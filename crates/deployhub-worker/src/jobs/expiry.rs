//! Expired deployment cleanup.

use std::sync::Arc;
use std::time::Duration;

use chrono::{DateTime, Utc};
use tracing::{debug, info, warn};

use deployhub_core::config::WorkerConfig;
use deployhub_core::error::ErrorKind;
use deployhub_core::result::AppResult;
use deployhub_core::types::PageRequest;
use deployhub_database::store::DeploymentStore;
use deployhub_entity::deployment::{
    Deployment, DeploymentFilter, DeploymentStatus, UpdateDeploymentStatus,
};
use deployhub_gateway::GatewaySync;
use deployhub_storage::{ArtifactKey, ArtifactStore};

use crate::scheduler::MaintenanceRunner;

/// Removes the artifacts of expired deployments, marks them `expired` and
/// re-renders the owning project's gateway file.
///
/// Stored bytes are shared by every deployment of a project with the same
/// content hash, so the tree is kept while a live sibling still uses it.
#[derive(Debug, Clone)]
pub struct ExpiryJob {
    deployments: Arc<dyn DeploymentStore>,
    storage: Arc<ArtifactStore>,
    gateway: GatewaySync,
    batch_size: u64,
}

impl ExpiryJob {
    /// Create a new expiry job.
    pub fn new(
        deployments: Arc<dyn DeploymentStore>,
        storage: Arc<ArtifactStore>,
        gateway: GatewaySync,
        batch_size: u64,
    ) -> Self {
        Self {
            deployments,
            storage,
            gateway,
            batch_size: batch_size.max(1),
        }
    }

    /// Deployments due for expiry right now.
    pub async fn fetch_batch(&self) -> AppResult<Vec<Deployment>> {
        self.deployments
            .get_expired(Utc::now(), self.batch_size)
            .await
    }

    /// Expire one deployment.
    pub async fn expire(&self, deployment: &Deployment) -> AppResult<()> {
        let now = Utc::now();

        match ArtifactKey::for_deployment(deployment) {
            Ok(key) => {
                if self.has_live_sibling(deployment, now).await? {
                    info!(
                        deployment_id = %deployment.id,
                        key = %key,
                        "Artifact still referenced by a live deployment, keeping files"
                    );
                } else {
                    self.storage.remove(key.as_str()).await?;
                    debug!(deployment_id = %deployment.id, key = %key, "Removed artifact");
                }
            }
            Err(e) => {
                warn!(deployment_id = %deployment.id, error = %e, "No valid storage key, nothing to remove");
            }
        }

        let update = UpdateDeploymentStatus::new(deployment.id, DeploymentStatus::Expired);
        match self.deployments.update_status(&update).await {
            Ok(_) => {}
            Err(e) if e.kind == ErrorKind::Conflict => {
                debug!(deployment_id = %deployment.id, "Deployment already expired");
            }
            Err(e) => return Err(e),
        }

        self.gateway.regenerate(deployment.project_id).await?;

        info!(
            deployment_id = %deployment.id,
            project_id = %deployment.project_id,
            "Deployment expired"
        );
        Ok(())
    }

    /// Whether another deployment of the same project and content hash is
    /// still live and not itself past expiry.
    async fn has_live_sibling(&self, deployment: &Deployment, now: DateTime<Utc>) -> AppResult<bool> {
        let filter = DeploymentFilter {
            project_id: Some(deployment.project_id),
            status: None,
            content_hash: Some(deployment.content_hash.clone()),
        };
        let mut page = PageRequest::first_max();

        loop {
            let batch = self.deployments.get_paged(&filter, &page).await?;
            if batch.items.iter().any(|d| {
                d.id != deployment.id && d.status.is_live() && !d.is_expired_at(now)
            }) {
                return Ok(true);
            }
            if !batch.has_next {
                return Ok(false);
            }
            page = page.next();
        }
    }

    /// Wrap the job in a periodic runner configured from `config`.
    pub fn into_runner(self, config: &WorkerConfig) -> MaintenanceRunner<Deployment> {
        let job = Arc::new(self);
        let fetcher = Arc::clone(&job);

        MaintenanceRunner::new(
            "expiry_cleanup",
            Duration::from_secs(config.expiry_interval_seconds),
            config.expiry_concurrency,
            move || {
                let job = Arc::clone(&fetcher);
                async move { job.fetch_batch().await }
            },
            move |deployment: Deployment| {
                let job = Arc::clone(&job);
                async move { job.expire(&deployment).await }
            },
        )
        .with_item_timeout(Duration::from_secs(config.expiry_item_timeout_seconds))
        .with_error_handler(|deployment, err| {
            tracing::error!(
                deployment_id = %deployment.id,
                error = %err,
                "Deployment cleanup failed"
            );
        })
    }
}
★ ★ ★
### PROBLEM TO WORK ON
Among the records above, find the lines that contain "WorkerConfig" and copy every one.

### SOLUTION TO THIS TASK
use deployhub_core::config::WorkerConfig;
    pub fn into_runner(self, config: &WorkerConfig) -> MaintenanceRunner<Deployment> {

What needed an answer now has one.